PROMPT: Only lines with the string "debug" are wanted. Pull them out of the data.

WORKING DATA:

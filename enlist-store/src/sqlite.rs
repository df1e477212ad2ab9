//! SQLite-backed account store.
//!
//! Accounts and activation records live in two tables joined one-to-one on
//! the account id. Timestamps are stored as integer microseconds since the
//! Unix epoch.

use crate::credential::make_credential;
use crate::{require_live, validate_new, AccountStore, StoreError, StoreResult};
use chrono::{DateTime, Utc};
use enlist_types::{
    from_micros, Account, AccountId, ActivationRecord, ActivationToken, NewAccount,
    ACTIVATED_SENTINEL,
};
use rusqlite::types::Type;
use rusqlite::{params, Connection, OptionalExtension, Row};
use std::path::Path;
use std::sync::{Arc, Mutex, MutexGuard};
use tracing::debug;

const ACCOUNT_COLUMNS: &str = "a.id, a.username, a.email, a.password, a.is_active, a.date_joined";

/// Persistent account store backed by SQLite.
pub struct SqliteStore {
    conn: Arc<Mutex<Connection>>,
}

impl SqliteStore {
    /// Opens (or creates) a store at the given path.
    pub fn open(path: &Path) -> StoreResult<Self> {
        let conn = Connection::open(path).map_err(|e| {
            StoreError::Unavailable(format!("failed to open {}: {e}", path.display()))
        })?;
        debug!("opened account store at {}", path.display());
        Self::from_connection(conn)
    }

    /// Opens an in-memory store (for testing).
    pub fn open_in_memory() -> StoreResult<Self> {
        let conn = Connection::open_in_memory()
            .map_err(|e| StoreError::Unavailable(format!("failed to open in-memory store: {e}")))?;
        Self::from_connection(conn)
    }

    fn from_connection(conn: Connection) -> StoreResult<Self> {
        let store = Self {
            conn: Arc::new(Mutex::new(conn)),
        };
        store.init_schema()?;
        Ok(store)
    }

    fn init_schema(&self) -> StoreResult<()> {
        let conn = self.conn()?;
        conn.execute_batch(&format!(
            "
            PRAGMA foreign_keys = ON;

            CREATE TABLE IF NOT EXISTS accounts (
                id TEXT PRIMARY KEY,
                username TEXT NOT NULL,
                username_key TEXT NOT NULL UNIQUE,
                email TEXT NOT NULL,
                email_key TEXT NOT NULL,
                password TEXT NOT NULL,
                is_active INTEGER NOT NULL DEFAULT 0,
                date_joined INTEGER NOT NULL
            );

            CREATE INDEX IF NOT EXISTS accounts_email
                ON accounts (email_key);

            CREATE TABLE IF NOT EXISTS activation_records (
                account_id TEXT PRIMARY KEY
                    REFERENCES accounts (id) ON DELETE CASCADE,
                token TEXT NOT NULL CHECK (token <> '')
            );

            CREATE UNIQUE INDEX IF NOT EXISTS activation_records_live_token
                ON activation_records (token)
                WHERE token <> '{ACTIVATED_SENTINEL}';
            "
        ))
        .map_err(|e| StoreError::Unavailable(format!("failed to init schema: {e}")))?;
        Ok(())
    }

    fn conn(&self) -> StoreResult<MutexGuard<'_, Connection>> {
        self.conn
            .lock()
            .map_err(|_| StoreError::Unavailable("connection lock poisoned".into()))
    }

    fn load_account(conn: &Connection, id: &str) -> StoreResult<Option<Account>> {
        let sql = format!("SELECT {ACCOUNT_COLUMNS} FROM accounts a WHERE a.id = ?1");
        Ok(conn.query_row(&sql, params![id], account_from_row).optional()?)
    }
}

impl AccountStore for SqliteStore {
    fn create_inactive(&self, new: NewAccount, token: &ActivationToken) -> StoreResult<Account> {
        validate_new(&new)?;
        require_live(token)?;

        let account = Account {
            id: AccountId::new(),
            username: new.username,
            email: new.email,
            password: make_credential(&new.password),
            is_active: false,
            date_joined: new.date_joined,
        };

        let mut conn = self.conn()?;
        let tx = conn.transaction()?;
        tx.execute(
            "INSERT INTO accounts
                 (id, username, username_key, email, email_key, password, is_active, date_joined)
             VALUES (?1, ?2, ?3, ?4, ?5, ?6, 0, ?7)",
            params![
                account.id.to_string(),
                account.username,
                fold_case(&account.username),
                account.email,
                fold_case(&account.email),
                account.password,
                account.date_joined.timestamp_micros(),
            ],
        )
        .map_err(|e| StoreError::from_write(e, "username"))?;
        tx.execute(
            "INSERT INTO activation_records (account_id, token) VALUES (?1, ?2)",
            params![account.id.to_string(), token.as_str()],
        )
        .map_err(|e| StoreError::from_write(e, "activation token"))?;
        tx.commit()?;

        Ok(account)
    }

    fn get_account(&self, id: AccountId) -> StoreResult<Option<Account>> {
        let conn = self.conn()?;
        Self::load_account(&conn, &id.to_string())
    }

    fn find_record(&self, token: &ActivationToken) -> StoreResult<Option<ActivationRecord>> {
        let conn = self.conn()?;
        let sql = format!(
            "SELECT {ACCOUNT_COLUMNS}, r.token
             FROM activation_records r JOIN accounts a ON a.id = r.account_id
             WHERE r.token = ?1"
        );
        Ok(conn
            .query_row(&sql, params![token.as_str()], record_from_row)
            .optional()?)
    }

    fn activate(
        &self,
        token: &ActivationToken,
        cutoff: DateTime<Utc>,
    ) -> StoreResult<Option<Account>> {
        require_live(token)?;

        let mut conn = self.conn()?;
        let tx = conn.transaction()?;
        let consumed: Option<String> = tx
            .query_row(
                "UPDATE activation_records SET token = ?1
                 WHERE token = ?2
                   AND account_id IN (SELECT id FROM accounts WHERE date_joined > ?3)
                 RETURNING account_id",
                params![ACTIVATED_SENTINEL, token.as_str(), cutoff.timestamp_micros()],
                |row| row.get(0),
            )
            .optional()?;

        let Some(id) = consumed else {
            return Ok(None);
        };
        tx.execute(
            "UPDATE accounts SET is_active = 1 WHERE id = ?1",
            params![id],
        )?;
        let account = Self::load_account(&tx, &id)?
            .ok_or_else(|| StoreError::NotFound(format!("account {id}")))?;
        tx.commit()?;

        Ok(Some(account))
    }

    fn records(&self) -> StoreResult<Vec<ActivationRecord>> {
        let conn = self.conn()?;
        let sql = format!(
            "SELECT {ACCOUNT_COLUMNS}, r.token
             FROM activation_records r JOIN accounts a ON a.id = r.account_id
             ORDER BY a.date_joined, a.id"
        );
        let mut stmt = conn.prepare(&sql)?;
        let rows = stmt.query_map([], record_from_row)?;
        Ok(rows.collect::<Result<Vec<_>, _>>()?)
    }

    fn delete_expired(&self, id: AccountId, cutoff: DateTime<Utc>) -> StoreResult<bool> {
        let mut conn = self.conn()?;
        let tx = conn.transaction()?;
        let deleted = tx.execute(
            "DELETE FROM accounts
             WHERE id = ?1
               AND is_active = 0
               AND EXISTS (
                   SELECT 1 FROM activation_records r
                   WHERE r.account_id = accounts.id
                     AND (r.token = ?2 OR accounts.date_joined <= ?3)
               )",
            params![id.to_string(), ACTIVATED_SENTINEL, cutoff.timestamp_micros()],
        )?;
        // activation_records rows go with the account via ON DELETE CASCADE
        tx.commit()?;
        Ok(deleted == 1)
    }

    fn username_exists(&self, username: &str) -> StoreResult<bool> {
        let conn = self.conn()?;
        Ok(conn.query_row(
            "SELECT EXISTS (SELECT 1 FROM accounts WHERE username_key = ?1)",
            params![fold_case(username)],
            |row| row.get(0),
        )?)
    }

    fn email_exists(&self, email: &str) -> StoreResult<bool> {
        let conn = self.conn()?;
        Ok(conn.query_row(
            "SELECT EXISTS (SELECT 1 FROM accounts WHERE email_key = ?1)",
            params![fold_case(email)],
            |row| row.get(0),
        )?)
    }

    fn find_active_by_email(&self, email: &str) -> StoreResult<Vec<Account>> {
        let conn = self.conn()?;
        let sql = format!(
            "SELECT {ACCOUNT_COLUMNS} FROM accounts a
             WHERE a.is_active = 1 AND a.email_key = ?1
             ORDER BY a.date_joined"
        );
        let mut stmt = conn.prepare(&sql)?;
        let rows = stmt.query_map(params![fold_case(email)], account_from_row)?;
        Ok(rows.collect::<Result<Vec<_>, _>>()?)
    }
}

/// Lookup key for case-insensitive matching. SQLite's NOCASE folds ASCII
/// only, so keys are lowered here with full Unicode rules.
fn fold_case(value: &str) -> String {
    value.to_lowercase()
}

fn account_from_row(row: &Row<'_>) -> rusqlite::Result<Account> {
    let id: String = row.get(0)?;
    let micros: i64 = row.get(5)?;
    Ok(Account {
        id: AccountId::parse(&id).map_err(|e| conversion_error(0, Type::Text, e))?,
        username: row.get(1)?,
        email: row.get(2)?,
        password: row.get(3)?,
        is_active: row.get(4)?,
        date_joined: from_micros(micros).map_err(|e| conversion_error(5, Type::Integer, e))?,
    })
}

fn record_from_row(row: &Row<'_>) -> rusqlite::Result<ActivationRecord> {
    let token: String = row.get(6)?;
    Ok(ActivationRecord {
        account: account_from_row(row)?,
        token: ActivationToken::try_from(token)
            .map_err(|e| conversion_error(6, Type::Text, e))?,
    })
}

fn conversion_error<E>(idx: usize, ty: Type, err: E) -> rusqlite::Error
where
    E: std::error::Error + Send + Sync + 'static,
{
    rusqlite::Error::FromSqlConversionFailure(idx, ty, Box::new(err))
}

THE ANSWER:
use tracing::debug;
        debug!("opened account store at {}", path.display());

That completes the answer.